Thursday, December 12, 2019

Afghanistan War Papers Prove the U.S. is a Nation Lost to Militarism

As Britain votes today, let's contemplate for a moment the meaning of the "confidential trove of government documents" released by the Washington Post on Monday. The documents "include more than 2,000 pages of previously unpublished notes of interviews with people who played a direct role in the war, from generals and diplomats to aid workers and Afghan officials." The interviews were conducted by the office of the Special Inspector General for Afghanistan Reconstruction (SIGAR).

The conclusion to be drawn? The war in Afghanistan is a total failure that has been covered up for close to two decades.

My first reaction when a coworker told me about WaPo's scoop was what's new. SIGAR has been saying as much for years. The unsigned editorial published by The New York Times the other day pretty much says it all -- "Lots of Lessons From Afghanistan; None Learned."
America’s failure in Afghanistan may come as a surprise to some Americans. But the Americans who should not be at all surprised are the members of Congress who voted to launch the war, repeatedly voted to continue funding it and have been absent without leave in their duty to oversee its progress.
“This is truly shocking.

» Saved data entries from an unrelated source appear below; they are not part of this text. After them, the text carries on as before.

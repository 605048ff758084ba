use num_enum::{FromPrimitive, IntoPrimitive};

/// The command_status field of an SMPP message response indicates the success
/// or failure of an SMPP request. It is relevant only in the SMPP response
/// message and should be set to NULL in SMPP request messages.
///
/// Vendor specific codes (0x400 - 0x4FF) and anything else outside the
/// SMPP v3.4 table land in [`CommandStatus::Other`].
#[derive(FromPrimitive, IntoPrimitive)]
#[repr(u32)]
#[derive(Copy, Clone, Debug, PartialEq, Eq, Hash)]
pub enum CommandStatus {
    /// No Error
    Ok = 0x00000000,

    /// Message Length is invalid
    InvalidMsgLength = 0x00000001,

    /// Command Length is invalid
    InvalidCommandLength = 0x00000002,

    /// Invalid Command ID
    InvalidCommandId = 0x00000003,

    /// Incorrect BIND Status for given command
    IncorrectBindStatus = 0x00000004,

    /// ESME Already in Bound State
    AlreadyBoundState = 0x00000005,

    /// Invalid Priority Flag
    InvalidPriorityFlag = 0x00000006,

    /// Invalid Registered Delivery Flag
    InvalidRegisteredDeliveryFlag = 0x00000007,

    /// System Error
    SystemError = 0x00000008,

    /// Invalid Source Address
    InvalidSourceAddress = 0x0000000A,

    /// Invalid Dest Addr
    InvalidDestinationAddress = 0x0000000B,

    /// Message ID is invalid
    InvalidMessageId = 0x0000000C,

    /// Bind Failed
    BindFailed = 0x0000000D,

    /// Invalid Password
    InvalidPassword = 0x0000000E,

    /// Invalid System ID
    InvalidSystemId = 0x0000000F,

    /// Cancel SM Failed
    CancelSmFailed = 0x00000011,

    /// Replace SM Failed
    ReplaceSmFailed = 0x00000013,

    /// Message Queue Full
    MessageQueueFull = 0x00000014,

    /// Invalid Service Type
    InvalidServiceType = 0x00000015,

    /// Invalid number of destinations
    InvalidNumberOfDestinations = 0x00000033,

    /// Invalid Distribution List name
    InvalidDistributionListName = 0x00000034,

    /// Destination flag is invalid (submit_multi)
    InvalidDestinationFlag = 0x00000040,

    /// Invalid 'submit with replace' request
    InvalidSubmitWithReplaceRequest = 0x00000042,

    /// Invalid esm_class field data
    InvalidEsmClassFieldData = 0x00000043,

    /// Cannot Submit to Distribution List
    CannotSubmitToDistributionList = 0x00000044,

    /// submit_sm or submit_multi failed
    SubmitFailed = 0x00000045,

    /// Invalid Source address TON
    InvalidSourceAddressTon = 0x00000048,

    /// Invalid Source address NPI
    InvalidSourceAddressNpi = 0x00000049,

    /// Invalid Destination address TON
    InvalidDestinationAddressTon = 0x00000050,

    /// Invalid Destination address NPI
    InvalidDestinationAddressNpi = 0x00000051,

    /// Invalid system_type field
    InvalidSystemTypeField = 0x00000053,

    /// Invalid replace_if_present flag
    InvalidReplaceIfPresentFlag = 0x00000054,

    /// Invalid number of messages
    InvalidNumberOfMessages = 0x00000055,

    /// Throttling error (ESME has exceeded allowed message limits)
    ThrottlingError = 0x00000058,

    /// Invalid Scheduled Delivery Time
    InvalidScheduledDeliveryTime = 0x00000061,

    /// Invalid message validity period (Expiry time)
    InvalidExpiryTime = 0x00000062,

    /// Predefined Message Invalid or Not Found
    InvalidPredefinedMessageId = 0x00000063,

    /// ESME Receiver Temporary App Error Code
    ReceiverTemporaryAppError = 0x00000064,

    /// ESME Receiver Permanent App Error Code
    ReceiverPermanentAppError = 0x00000065,

    /// ESME Receiver Reject Message Error Code
    ReceiverRejectMessageError = 0x00000066,

    /// query_sm request failed
    QuerySmRequestFailed = 0x00000067,

    /// Error in the optional part of the PDU Body.
    ErrorInOptionalPartOfPduBody = 0x000000C0,

    /// Optional Parameter not allowed
    OptionalParameterNotAllowed = 0x000000C1,

    /// Invalid Parameter Length.
    InvalidParameterLength = 0x000000C2,

    /// Expected Optional Parameter missing
    ExpectedOptionalParameterMissing = 0x000000C3,

    /// Invalid Optional Parameter Value
    InvalidOptionalParameterValue = 0x000000C4,

    /// Delivery Failure
    DeliveryFailure = 0x000000FE,

    /// Unknown Error
    UnknownError = 0x000000FF,

    /// Reserved, extension or SMSC vendor specific code
    #[num_enum(catch_all)]
    Other(u32),
}

impl CommandStatus {
    pub fn is_ok(&self) -> bool {
        *self == CommandStatus::Ok
    }
}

Years and years of half truths and outright falsehoods,” said Josh Hawley, a senator from Missouri, in a tweet about the documents. Mr. Hawley is a member of the Armed Services Committee.
“It is deeply troubling to read a report of interviews with U.S. government officials that appear to contradict the many assurances we have heard at committee hearings that the continuing war in Afghanistan has a coherent strategy and an end in sight,” Kirsten Gillibrand, a senator from New York, wrote in a letter to the head of the Armed Services Committee, of which she is a member.
It is both truly shocking and deeply troubling that members of Congress, who oversee the military and are privy to classified assessments like those published by The Post, were surprised by the revelations in the documents, which took three years and two federal lawsuits to pry loose for public consumption.
I doubt members of Congress were surprised. Afghanistan might be a failure as a military mission or as an exercise in nation building, but as an experiment in the creation of a culture of overt militarism here at home it is a whopping success. Watch an NFL game on any given Sunday and all you will witness in the way of a national culture is the military. Members of the armed services are extolled as exemplary citizens, really the only true citizens, while the rest of us are merely a faceless rabble of mindless, soulless consumers.

In order for this celebration of the military to occur there must be an overseas proving ground where our men and women in uniform go to prove their innocence and goodness and protect us from the evil-doers. That's Afghanistan, and that's our national myth in the present tense.

In a prior age the WaPo report might have spurred congressional action; now, even with a Democratic controlled House of Representatives, it means almost nothing.